The Daily Swings in the Financial Markets: How Significant Are They?


When the news is about the daily ups and downs of the financial markets, I find it hilarious. These movements in the financial markets are reported by financial news stations with the same fervour and enthusiasm as if our very lives depended on them. The reality, though, is a lot less rosy. Unless you’re a day trader, someone who seeks to make money by holding financial instruments for only one day, the ups and downs of the financial markets each day aren’t all that relevant.

Nowadays, most people have some sort of retirement savings plan, such as a 401(k) or an equivalent. The phrase “dollar cost averaging” refers to spreading out contributions over time in order to smooth out the impact of short-term volatility in the financial markets on the long-term development of an investment like a 401(k). Please allow me to explain: if the market drops this week, say by 2%, your 401(k) contribution will be able to buy 2% more shares (i.e. the price per share might be lower). In this case, if the financial markets rise the next week, the value of the shares you bought the week before will increase. The stock market inevitably declines, and this cycle continues indefinitely. I could prove that to you mathematically, but it would be tedious, so please just trust me on this.

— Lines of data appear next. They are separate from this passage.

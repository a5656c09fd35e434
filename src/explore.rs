//! Line-driven exploration: the sheet is loaded once and the dashboard is
//! re-rendered for every filter change read from the input.

use std::io::{self, BufRead, Write};

use anyhow::{Result, anyhow, bail};
use chrono::NaiveDate;
use log::{debug, info};

use crate::{
    cli::{ExploreArgs, parse_date},
    config::DashboardConfig,
    filter::Selection,
    pipeline::{PipelineOptions, Session},
    render,
};

pub fn execute(args: &ExploreArgs) -> Result<()> {
    let config = DashboardConfig::load_or_default(args.config.as_deref())?;
    let load = crate::load_options(&args.source)?;
    let session = Session::open(&args.source.input, &load, config)?;

    let stdin = io::stdin();
    let stdout = io::stdout();
    let mut output = stdout.lock();
    let renders = run_session(&session, !args.no_map, stdin.lock(), &mut output)?;
    info!("Explore session rendered the dashboard {renders} time(s)");
    Ok(())
}

/// Current filter controls. `None` bounds follow the loaded date range.
#[derive(Debug, Clone, Default, PartialEq)]
pub struct Controls {
    pub start: Option<NaiveDate>,
    pub end: Option<NaiveDate>,
    pub region: Selection,
    pub state: Selection,
    pub show_table: bool,
}

#[derive(Debug, Clone, PartialEq)]
pub enum Command {
    Update(Vec<Change>),
    Reset,
    Quit,
}

#[derive(Debug, Clone, PartialEq)]
pub enum Change {
    Start(Option<NaiveDate>),
    End(Option<NaiveDate>),
    Region(Selection),
    State(Selection),
    Table(bool),
}

impl Controls {
    pub fn apply(&mut self, changes: Vec<Change>) {
        for change in changes {
            match change {
                Change::Start(date) => self.start = date,
                Change::End(date) => self.end = date,
                Change::Region(selection) => self.region = selection,
                Change::State(selection) => self.state = selection,
                Change::Table(show) => self.show_table = show,
            }
        }
    }
}

/// Parses one input line.
///
/// Assignments look like `key=value`; a value runs until the next token
/// containing `=`, so `state=New York region=East` is two assignments.
pub fn parse_command(line: &str) -> Result<Command> {
    let trimmed = line.trim();
    if trimmed.eq_ignore_ascii_case("quit") || trimmed.eq_ignore_ascii_case("exit") {
        return Ok(Command::Quit);
    }
    if trimmed.eq_ignore_ascii_case("reset") {
        return Ok(Command::Reset);
    }

    let mut pairs: Vec<(String, String)> = Vec::new();
    for token in trimmed.split_whitespace() {
        if let Some((key, value)) = token.split_once('=') {
            pairs.push((key.trim().to_ascii_lowercase(), value.to_string()));
        } else if let Some((_, value)) = pairs.last_mut() {
            value.push(' ');
            value.push_str(token);
        } else {
            bail!("Expected key=value, found '{token}'");
        }
    }

    pairs
        .into_iter()
        .map(|(key, value)| parse_change(&key, value.trim()))
        .collect::<Result<Vec<_>>>()
        .map(Command::Update)
}

fn parse_change(key: &str, value: &str) -> Result<Change> {
    match key {
        "start" => Ok(Change::Start(parse_bound(value)?)),
        "end" => Ok(Change::End(parse_bound(value)?)),
        "region" => Ok(Change::Region(Selection::parse(Some(value)))),
        "state" => Ok(Change::State(Selection::parse(Some(value)))),
        "table" => parse_switch(value).map(Change::Table),
        other => bail!("Unknown control '{other}' (expected start, end, region, state or table)"),
    }
}

fn parse_bound(value: &str) -> Result<Option<NaiveDate>> {
    if value.is_empty() || value.eq_ignore_ascii_case("auto") {
        return Ok(None);
    }
    parse_date(value).map(Some).map_err(|err| anyhow!(err))
}

fn parse_switch(value: &str) -> Result<bool> {
    match value.to_ascii_lowercase().as_str() {
        "on" | "true" | "yes" | "1" => Ok(true),
        "off" | "false" | "no" | "0" => Ok(false),
        other => bail!("Invalid table switch '{other}' (expected on or off)"),
    }
}

/// Runs the read-render loop until `quit` or end of input, returning how
/// many times the dashboard was rendered.
pub fn run_session<R: BufRead, W: Write>(
    session: &Session,
    include_map: bool,
    input: R,
    output: &mut W,
) -> Result<usize> {
    let table = session.table();
    writeln!(
        output,
        "Loaded {} order(s) from {} to {}",
        table.len(),
        table.first_date(),
        table.last_date()
    )?;
    writeln!(output, "{}", render::render_clean_report(session.report()))?;
    let regions = table.regions();
    if !regions.is_empty() {
        writeln!(output, "Regions: {}", regions.join(", "))?;
    }
    let states = table.states();
    if !states.is_empty() {
        writeln!(output, "States: {}", states.join(", "))?;
    }
    writeln!(
        output,
        "Enter filters as key=value (start, end, region, state, table); 'reset' restores defaults, 'quit' exits."
    )?;

    let mut controls = Controls::default();
    let mut renders = 0;
    render(session, &controls, include_map, output)?;
    renders += 1;

    for line in input.lines() {
        let line = line?;
        if line.trim().is_empty() {
            continue;
        }
        match parse_command(&line) {
            Ok(Command::Quit) => break,
            Ok(Command::Reset) => controls = Controls::default(),
            Ok(Command::Update(changes)) => controls.apply(changes),
            Err(err) => {
                writeln!(output, "error: {err}")?;
                continue;
            }
        }
        debug!("Controls now {controls:?}");
        render(session, &controls, include_map, output)?;
        renders += 1;
    }
    Ok(renders)
}

fn render<W: Write>(
    session: &Session,
    controls: &Controls,
    include_map: bool,
    output: &mut W,
) -> Result<()> {
    let (criteria, ignored) = session.criteria(
        controls.start,
        controls.end,
        controls.region.clone(),
        controls.state.clone(),
    );
    let outcome = session.evaluate(
        &criteria,
        PipelineOptions {
            include_map,
            include_rows: controls.show_table,
        },
    );
    writeln!(output)?;
    for message in &ignored {
        writeln!(output, "info: {message}")?;
    }
    match outcome {
        Ok(outcome) => write!(output, "{}", render::render_text(&outcome, session.config()))?,
        Err(err) => writeln!(output, "error: {err}")?,
    }
    output.flush()?;
    Ok(())
}

#[cfg(test)]
mod tests {
    use rust_decimal::Decimal;

    use super::*;
    use crate::{
        clean::{CleanReport, OptionalColumns, OrderRecord, OrderTable},
        data::DateEncoding,
    };

    fn ymd(y: i32, m: u32, d: u32) -> NaiveDate {
        NaiveDate::from_ymd_opt(y, m, d).unwrap()
    }

    fn session() -> Session {
        let mut east = OrderRecord::new(ymd(2021, 6, 1), "Stapler", Decimal::from(100), Decimal::from(10));
        east.region = Some("East".into());
        east.state = Some("New York".into());
        let mut west = OrderRecord::new(ymd(2021, 7, 1), "Chair", Decimal::from(50), Decimal::from(20));
        west.region = Some("West".into());
        west.state = Some("California".into());
        let columns = OptionalColumns {
            region: true,
            state: true,
            ..OptionalColumns::default()
        };
        let table = OrderTable::from_records(vec![east, west], columns).unwrap();
        let report = CleanReport {
            total_rows: 2,
            duplicates_removed: 0,
            discounts_rescaled: 0,
            ship_dates_backfilled: 0,
            undated_rows_dropped: 0,
            order_date_encoding: DateEncoding::NativeDate,
        };
        Session::new(table, report, DashboardConfig::default())
    }

    #[test]
    fn parses_multi_word_values() {
        let command = parse_command("state=New York region=East table=on").unwrap();
        assert_eq!(
            command,
            Command::Update(vec![
                Change::State(Selection::Only("New York".into())),
                Change::Region(Selection::Only("East".into())),
                Change::Table(true),
            ])
        );
    }

    #[test]
    fn parses_reset_quit_and_auto_bounds() {
        assert_eq!(parse_command(" reset ").unwrap(), Command::Reset);
        assert_eq!(parse_command("QUIT").unwrap(), Command::Quit);
        assert_eq!(
            parse_command("start=auto end=2021-06-30").unwrap(),
            Command::Update(vec![Change::Start(None), Change::End(Some(ymd(2021, 6, 30)))])
        );
    }

    #[test]
    fn rejects_unknown_keys_and_bad_values() {
        assert!(parse_command("colour=red").is_err());
        assert!(parse_command("start=June").is_err());
        assert!(parse_command("table=maybe").is_err());
        assert!(parse_command("East").is_err());
    }

    #[test]
    fn session_renders_once_per_accepted_line() {
        let input = "region=East\nbogus\n\nstate=all region=all\nquit\nregion=West\n";
        let mut output = Vec::new();
        let renders = run_session(&session(), true, input.as_bytes(), &mut output).unwrap();
        let text = String::from_utf8(output).unwrap();
        assert_eq!(renders, 3);
        assert!(text.contains("Loaded 2 order(s) from 2021-06-01 to 2021-07-01"));
        assert!(text.contains("Regions: East, West"));
        assert!(text.contains("Data cleaning: 2 row(s) read, 0 duplicate(s) removed"));
        assert!(text.contains("(region: East, state: all)"));
        assert!(text.contains("error: Expected key=value, found 'bogus'"));
        assert!(!text.contains("(region: West"));
    }

    #[test]
    fn empty_selection_warns_and_keeps_running() {
        let input = "region=East state=California\nreset\n";
        let mut output = Vec::new();
        let renders = run_session(&session(), false, input.as_bytes(), &mut output).unwrap();
        let text = String::from_utf8(output).unwrap();
        assert_eq!(renders, 3);
        assert!(text.contains("warning: no orders match"));
        assert_eq!(text.matches("2 order(s) matched").count(), 2);
    }
}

A daily change in the financial markets should only cause you anxiety on those terrible days when the markets tumble by an amount that makes newspaper and blog headlines. The most crucial thing right now is not to freak out and especially not to try to sell any sort of financial instrument. Avoid liquidating your 401(k) or other investments. If you do this, you will be effectively paying a high price to purchase and selling at a low price to sell. Any firm, but especially one dealing with money, would do well to avoid this. If you possess a 401(k) and decide to ride out the market downturn instead of cashing out, you may never recover the value of your account from the low it hit on the awful day.


So the next time the markets go up one day and down the next, you may take heart in the fact that this is good for your 401(k) and grin to yourself. Plus, never sell on a day when the financial markets are extremely volatile; this is the worst moment to sell.